For all grackles in the current study, we apply the following learning criterion: to successfully finish their respective learning phase, grackles must make a correct choice in 17 of the most recent 20 trials. Therefore, the earliest a grackle can successfully finish initial or reversal learning in the current study is at trail 17. This applied learning criterion is the most compatible with respect to previous learning criteria used by the original experimenters. Specifically, Logan (Logan, 2016c) and Logan et al. (Logan et al., 2022a) used a fixed-window learning criterion for core- and middle-population grackles, in which grackles were required to make 17 out of the last 20 choices correctly, with a minimum of eight and nine correct choices across the last two sets of 10 trials, assessed at the end of each set. If a core- or middle-population grackle successfully satisfied the fixed-window learning criterion, the grackle was assigned by Logan or colleagues the final trial number for that set (e.g., 20, 30, 40), which is problematic because this trial did not always coincide with the true passing trial (by a maximum of two additional trials; see below).

For edge-population grackles, Logan and colleagues (Logan et al., 2023b) used a sliding-window learning criterion, in which grackles were required to again make 17 out of the last 20 choices correctly, with the same minimum correct-choice counts for the previous two 10-trial sets, except that this criterion was assessed at every trial (from 20 onward) rather than at the end of discrete sets. This second method is also problematic because a grackle can successfully reach criterion via a shift in the sliding window before making a choice. For example, a grackle could make three wrong choices followed by 17 correct choices (i.e., 7/10 correct and 10/10 correct in the last two sets of 10 trials), and at the start of the next trial, the grackle will reach criterion because the summed choices now consist of 8/10 correct and at least 9/10 correct in the last two sets of 10 trials no matter their subsequent choice—see initial learning performance by bird ‘Kel’ for a real example (row 1816 in https://github.com/alexisbreen/Sex-differences-in-grackles-learning; as well as in Logan et al., 2023b). Moreover, the use of different learning criteria (fixed- and sliding-window) by Logan and colleagues in different populations represents a confound when populations are compared. Thus, our applied 17/20 learning criterion ensures our assessment of grackles’ reinforcement learning is informative, straightforward, and consistent.

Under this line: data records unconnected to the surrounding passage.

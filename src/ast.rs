//! OpenQASM 3 abstract syntax tree.
//!
//! Annotations are carried as a sidecar list on the statement they precede
//! rather than as a subclass of [`Statement`]; this keeps the annotation
//! validation in `prepare` a plain pattern match instead of a type hierarchy.

#![allow(missing_docs)]

use std::fmt;

/// A `@leqo.*` annotation attached to the statement immediately below it.
#[derive(Clone, Debug, PartialEq, Eq)]
pub enum Annotation {
    Input(u32),
    Output(u32),
    Reusable,
    /// Any other `@...` annotation this crate does not interpret; carried
    /// through untouched so re-emission is lossless.
    Other(String),
}

/// A contiguous or listed set of register indices, as written in source or
/// as resolved during merging.
#[derive(Clone, Debug, PartialEq, Eq)]
pub enum IndexSet {
    Single(u32),
    /// Inclusive-inclusive range as QASM3 writes it: `a:b` means indices `a..=b`.
    Range(u32, u32),
    List(Vec<u32>),
}

impl IndexSet {
    /// Materialize into the sorted, deduplicated set of concrete indices.
    pub fn to_indices(&self) -> Vec<u32> {
        match self {
            IndexSet::Single(i) => vec![*i],
            IndexSet::Range(lo, hi) => (*lo..=*hi).collect(),
            IndexSet::List(v) => v.clone(),
        }
    }

    pub fn len(&self) -> usize {
        match self {
            IndexSet::Single(_) => 1,
            IndexSet::Range(lo, hi) => (*hi as i64 - *lo as i64 + 1).max(0) as usize,
            IndexSet::List(v) => v.len(),
        }
    }

    pub fn is_empty(&self) -> bool {
        self.len() == 0
    }

    /// Render as a QASM3 index-set literal: `{a, b, c}`.
    pub fn to_braced_literal(&self) -> String {
        let idxs = self.to_indices();
        let parts: Vec<String> = idxs.iter().map(u32::to_string).collect();
        format!("{{{}}}", parts.join(", "))
    }

    pub fn from_sorted_indices(mut idxs: Vec<u32>) -> IndexSet {
        idxs.sort_unstable();
        idxs.dedup();
        if idxs.len() == 1 {
            return IndexSet::Single(idxs[0]);
        }
        let is_contiguous = idxs.windows(2).all(|w| w[1] == w[0] + 1);
        if is_contiguous && !idxs.is_empty() {
            IndexSet::Range(idxs[0], *idxs.last().unwrap())
        } else {
            IndexSet::List(idxs)
        }
    }
}

/// An expression appearing in a gate argument, alias right-hand side, or
/// classical initializer.
#[derive(Clone, Debug, PartialEq)]
pub enum Expr {
    Ident(String),
    Int(i64),
    Float(f64),
    /// `pi`, `tau`, `euler` and similar named constants.
    Const(String),
    /// `lhs OP rhs`, e.g. `pi / 2`.
    BinOp(Box<Expr>, BinOp, Box<Expr>),
    Neg(Box<Expr>),
    /// `base[index]` where `index` resolves to an [`IndexSet`].
    Index(Box<Expr>, IndexSet),
    /// `a ++ b ++ c`, qubit/bit concatenation.
    Concat(Vec<Expr>),
    /// Function-style call, e.g. `sin(x)`; param/arg passthrough only, never
    /// evaluated by this crate.
    Call(String, Vec<Expr>),
}

#[derive(Clone, Copy, Debug, PartialEq, Eq)]
pub enum BinOp {
    Add,
    Sub,
    Mul,
    Div,
}

impl fmt::Display for BinOp {
    fn fmt(&self, f: &mut fmt::Formatter<'_>) -> fmt::Result {
        let s = match self {
            BinOp::Add => "+",
            BinOp::Sub => "-",
            BinOp::Mul => "*",
            BinOp::Div => "/",
        };
        f.write_str(s)
    }
}

/// A classical scalar type as it appears in a declaration.
#[derive(Clone, Debug, PartialEq, Eq)]
pub enum ClassicalType {
    Bit(Option<u32>),
    Int(Option<u32>),
    Uint(Option<u32>),
    Float(Option<u32>),
    Bool,
}

/// One statement of an OpenQASM 3 program or snippet.
#[derive(Clone, Debug, PartialEq)]
pub enum Statement {
    Version(String),
    Include(String),
    QubitDecl {
        name: String,
        size: Option<Expr>,
        annotations: Vec<Annotation>,
    },
    ClassicalDecl {
        ty: ClassicalType,
        name: String,
        init: Option<Expr>,
        annotations: Vec<Annotation>,
    },
    AliasDecl {
        name: String,
        value: Expr,
        annotations: Vec<Annotation>,
    },
    GateCall {
        name: String,
        params: Vec<Expr>,
        qubits: Vec<Expr>,
    },
    GateDef {
        name: String,
        params: Vec<String>,
        qubits: Vec<String>,
        body: Vec<Statement>,
    },
    Measure {
        qubit: Expr,
        target: Option<Expr>,
    },
    If {
        condition: Expr,
        then_body: Vec<Statement>,
        else_body: Vec<Statement>,
    },
    Block(Vec<Statement>),
    Comment(String),
    /// A node-boundary marker (`Start node <id>` / `End node <id>`), rendered
    /// as a `/* ... */` block comment rather than a `//` line comment.
    BlockComment(String),
    /// A statement this crate parsed structurally but does not otherwise
    /// interpret; re-emitted verbatim to keep snippet text lossless.
    Raw(String),
}

impl Statement {
    /// The annotation list attached to this statement, if it carries one.
    pub fn annotations(&self) -> &[Annotation] {
        match self {
            Statement::QubitDecl { annotations, .. }
            | Statement::ClassicalDecl { annotations, .. }
            | Statement::AliasDecl { annotations, .. } => annotations,
            _ => &[],
        }
    }

    pub fn annotations_mut(&mut self) -> Option<&mut Vec<Annotation>> {
        match self {
            Statement::QubitDecl { annotations, .. }
            | Statement::ClassicalDecl { annotations, .. }
            | Statement::AliasDecl { annotations, .. } => Some(annotations),
            _ => None,
        }
    }

    /// The identifier this statement declares, if any.
    pub fn declared_name(&self) -> Option<&str> {
        match self {
            Statement::QubitDecl { name, .. }
            | Statement::ClassicalDecl { name, .. }
            | Statement::AliasDecl { name, .. } => Some(name),
            Statement::GateDef { name, .. } => Some(name),
            _ => None,
        }
    }
}

/// A full parsed program: version, includes, and body statements in order.
#[derive(Clone, Debug, Default, PartialEq)]
pub struct Program {
    pub statements: Vec<Statement>,
}

impl Program {
    pub fn new(statements: Vec<Statement>) -> Self {
        Self { statements }
    }
}
//! Program graph model and Graph Ingest (the first pipeline stage).
//!
//! Index newtypes (`NodeId`, `PortIndex`) follow the crate's small-newtype
//! convention for anything that indexes into a per-request arena, so a
//! misplaced raw `usize` can never be passed where a node or port was meant.

use std::collections::{HashMap, HashSet, VecDeque};

use serde::{Deserialize, Serialize};
use thiserror::Error;

/// Stable, caller-assigned node identifier.
#[derive(Clone, Debug, PartialEq, Eq, Hash, PartialOrd, Ord, Serialize, Deserialize)]
pub struct NodeId(pub String);

impl std::fmt::Display for NodeId {
    fn fmt(&self, f: &mut std::fmt::Formatter<'_>) -> std::fmt::Result {
        write!(f, "{}", self.0)
    }
}

/// Index of an input or output port on a node, 0-based.
#[derive(Clone, Copy, Debug, PartialEq, Eq, Hash, PartialOrd, Ord, Serialize, Deserialize)]
pub struct PortIndex(pub u32);

impl PortIndex {
    pub fn as_usize(self) -> usize {
        self.0 as usize
    }
}

/// The declared type and width of a port.
#[derive(Clone, Copy, Debug, PartialEq, Eq, Serialize, Deserialize)]
pub enum PortType {
    Qubit(u32),
    Bit(u32),
    Int,
    Float,
}

impl PortType {
    pub fn is_quantum(&self) -> bool {
        matches!(self, PortType::Qubit(_))
    }

    pub fn size(&self) -> Option<u32> {
        match self {
            PortType::Qubit(n) | PortType::Bit(n) => Some(*n),
            PortType::Int | PortType::Float => None,
        }
    }
}

/// A single loop-carried wire: one `repeat` node input/output port pair
/// (same logical wire, before and after one iteration) and the inner
/// subgraph ports that feed/produce it each iteration.
#[derive(Clone, Debug, Serialize, Deserialize)]
pub struct LoopCarry {
    pub outer_input: PortIndex,
    pub outer_output: PortIndex,
    /// Inner node/port that should receive this iteration's incoming value.
    pub inner_entry: (NodeId, PortIndex),
    /// Inner node/port that produces this iteration's outgoing value.
    pub inner_exit: (NodeId, PortIndex),
}

/// A classical value broadcast, unchanged, to every iteration.
#[derive(Clone, Debug, Serialize, Deserialize)]
pub struct PassThroughBinding {
    pub outer_input: PortIndex,
    pub inner_target: (NodeId, PortIndex),
}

As a consequence of applying our 17/20 learning criterion, grackles can remain in initial and/or reversal learning beyond reaching criterion. These extra learning trials, however, already exist for some core- and middle-population grackles originally assessed via the fixed-window learning criterion (N = 18 in initial [range: 1-2 extra trials]; N = 13 in reversal [range: 1-2 extra trials]), as explained above. And our cleaning of the original data (see our Data_Processing.R script at https://github.com/alexisbreen/Sex-differences-in-grackles-learning) detected additional cases where grackles remained in-test despite meeting the applied criterion (fixed-window: N = 1 in reversal for 11 extra trials; sliding-window: N = 11 in initial [range: 1-10 extra trials]; N = 7 in reversal [range: 1-14 extra trials]), presumably due to experimenter oversight. Similarly, our data cleaning detected four birds in the core-population that did not in fact meet the fixed-window learning criterion because of incorrect trail numbers entered by the original experimenters e.g., skipping trial 24. Moreover, our data cleaning detected two birds in the middle-population that were passed by the original experimenters despite not meeting the assigned fixed-window learning criterion; instead, both chose 7/10 and 10/10 correct choices in the last two sets of 10 trials. We note these data issues, as well as the problematic nature of both the fixed- and sliding-window learning criterion, continue to be unaddressed in work by Logan (et al.) (Logan, 2016b,a; Logan et al., 2022b, 2023a,c). In any case, in our study we: (i) verified our 17/20 learning criterion results in a similar proportion of male and female grackles experiencing extra initial learning trials (females, 15/17; males, 30/32); and (ii) our learning parameter estimations during initial learning remain relatively unchanged irrespective of whether we exclude or include extra initial learning trails (Figure 2—figure Supplement 1). Thus, we are confident that any carry-over effect of extra initial learning trials on grackles’ reversal learning in our study is negligible if not nonexistent, and we therefore excluded extra learning trials.

Statistical analyses

We analysed, processed, and visually present our data using, respectively, the ‘rstan’ (Team, 2020), ‘rethinking’ (McElreath, 2018), and ‘tidyverse’ (Wickham et al., 2019) packages in R (Team, 2021). We note our reproducible code is available at https://github.com/alexisbreen/Sex-differences-in-grackles-learning. We further note our reinforcement learning model, defined below, does not exclude cases—two males in the core, and one male in the middle population—where a grackle was dropped (due to time constraints) early on from reversal learning by the original experimenters: because individual-level φ and λ estimates can still be estimated irrespective of trial number; the certainty around the estimates will simply be wider (McElreath, 2018). Our Poisson models, however, do exclude these three cases for our modelling of reversal learning, to conserve estimation. The full output from each of our models, which use weakly informative and conservative priors, is available in Supplementary file 2, including posterior means and 89% highest posterior density intervals (HPDI) (McElreath, 2018).

Poisson models

For our behavioural assay of reinforcement learning finishing trajectories, we used a multi-level Bayesian Poisson regression to quantify the effect(s) of sex and learning phase (initial versus reversal) on grackles’ recorded number of trials to successfully finish each phase. This model was performed at both the population and across-population level, and accounted for individual differences among birds through the inclusion of individual-specific varying (i.e., random) effects.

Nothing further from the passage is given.